____ Material to process
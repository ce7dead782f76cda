//! Configuration module for the svgrepo-downloader.
//!
//! This module handles:
//! - Loading configuration from TOML files
//! - Source URL modes
//! - Configuration and input validation

pub mod loader;
pub mod modes;
pub mod validation;

pub use loader::{default_config_path, Config, HttpConfig, OptionsConfig};
pub use modes::SourceMode;
pub use validation::{
    collection_slug, collection_words, sanitize_directory_input, validate_config,
    validate_source_url,
};
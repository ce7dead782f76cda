//! Command-line interface.

pub mod args;

pub use args::{Args, Command};
//! Download state tracking.

/// Counters for one run.
#[derive(Debug, Clone, Default, PartialEq, Eq)]
pub struct DownloadState {
    /// Page count used for iteration (a ceiling in search mode).
    pub total_pages: u32,
    /// Pages fetched, including the empty page that ended iteration.
    pub pages_visited: u32,
    pub links_found: u64,
    pub downloaded: u64,
    /// Assets skipped because the destination file already existed.
    pub skipped_existing: u64,
    /// Assets skipped because of a fetch, validation or write failure.
    pub failed: u64,
    /// Links written in listing mode.
    pub listed: u64,
}

impl DownloadState {
    pub fn new(total_pages: u32) -> Self {
        Self {
            total_pages,
            ..Default::default()
        }
    }

    pub fn increment_downloaded(&mut self) {
        self.downloaded += 1;
    }

    pub fn increment_skipped(&mut self) {
        self.skipped_existing += 1;
    }

    pub fn increment_failed(&mut self) {
        self.failed += 1;
    }

    /// Assets for which a fetch was issued.
    pub fn attempted(&self) -> u64 {
        self.downloaded + self.failed
    }
}
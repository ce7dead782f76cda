//! Destination paths and output directory management.

use std::path::{Path, PathBuf};

use crate::catalog::AssetLink;
use crate::error::{AssetError, Result};
use crate::output::prompt::{Confirm, Confirmation};

/// Local path for an asset: `<output_dir>/<assetId>-<basename>`.
pub fn destination_entry(output_dir: &Path, link: &AssetLink) -> std::result::Result<PathBuf, AssetError> {
    Ok(output_dir.join(link.file_name()?))
}

/// Result of preparing the output directory.
#[derive(Debug, Clone, Copy, PartialEq, Eq)]
pub enum DirPreparation {
    /// The directory did not exist and was created.
    Created,
    /// The directory existed, was confirmed for removal and recreated empty.
    Recreated,
    /// The directory existed and the user declined; nothing was touched.
    Declined,
}

/// Create the output directory, replacing an existing one only after confirmation.
pub fn prepare_output_dir(path: &Path, confirm: &dyn Confirm) -> Result<DirPreparation> {
    if path.exists() {
        let message = format!(
            "Directory {} already exists, and will be erased. Do you want to continue?",
            path.display()
        );
        match confirm.confirm(&message) {
            Confirmation::Yes => {}
            Confirmation::No | Confirmation::Cancelled => {
                tracing::debug!("Keeping existing directory {}", path.display());
                return Ok(DirPreparation::Declined);
            }
        }

        tracing::debug!("Removing existing directory {}", path.display());
        if path.is_dir() {
            std::fs::remove_dir_all(path)?;
        } else {
            std::fs::remove_file(path)?;
        }
        std::fs::create_dir_all(path)?;
        return Ok(DirPreparation::Recreated);
    }

    std::fs::create_dir_all(path)?;
    Ok(DirPreparation::Created)
}

#[cfg(test)]
mod tests {
    use super::*;
    use crate::output::prompt::FixedConfirm;

    #[test]
    fn test_destination_entry() {
        let link = AssetLink::new("https://www.svgrepo.com/show/532994/search.svg");
        let path = destination_entry(Path::new("/downloads/icons"), &link).unwrap();
        assert_eq!(path, PathBuf::from("/downloads/icons/532994-search.svg"));
        assert_eq!(path, destination_entry(Path::new("/downloads/icons"), &link).unwrap());
    }

    #[test]
    fn test_prepare_creates_missing_dir_with_parents() {
        let temp = tempfile::tempdir().unwrap();
        let target = temp.path().join("a").join("b");

        let result = prepare_output_dir(&target, &FixedConfirm(Confirmation::No)).unwrap();
        assert_eq!(result, DirPreparation::Created);
        assert!(target.is_dir());
    }

    #[test]
    fn test_prepare_declined_leaves_dir_untouched() {
        let temp = tempfile::tempdir().unwrap();
        let existing = temp.path().join("keep.svg");
        std::fs::write(&existing, "<svg/>").unwrap();

        for answer in [Confirmation::No, Confirmation::Cancelled] {
            let result = prepare_output_dir(temp.path(), &FixedConfirm(answer)).unwrap();
            assert_eq!(result, DirPreparation::Declined);
            assert!(existing.exists());
        }
    }

    #[test]
    fn test_prepare_confirmed_recreates_empty_dir() {
        let temp = tempfile::tempdir().unwrap();
        let target = temp.path().join("out");
        std::fs::create_dir_all(target.join("nested")).unwrap();
        std::fs::write(target.join("old.svg"), "<svg/>").unwrap();

        let result = prepare_output_dir(&target, &FixedConfirm(Confirmation::Yes)).unwrap();
        assert_eq!(result, DirPreparation::Recreated);
        assert!(target.is_dir());
        assert_eq!(std::fs::read_dir(&target).unwrap().count(), 0);
    }
}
________
Work request:
Could you please copy the lines above exactly, beginning at the first and ending at the line that contains "pub mod validation;"?

Answer to the exercise:
repository ce7dead782f76cda
//! Configuration module for the svgrepo-downloader.
//!
//! This module handles:
//! - Loading configuration from TOML files
//! - Source URL modes
//! - Configuration and input validation

pub mod loader;
pub mod modes;
pub mod validation;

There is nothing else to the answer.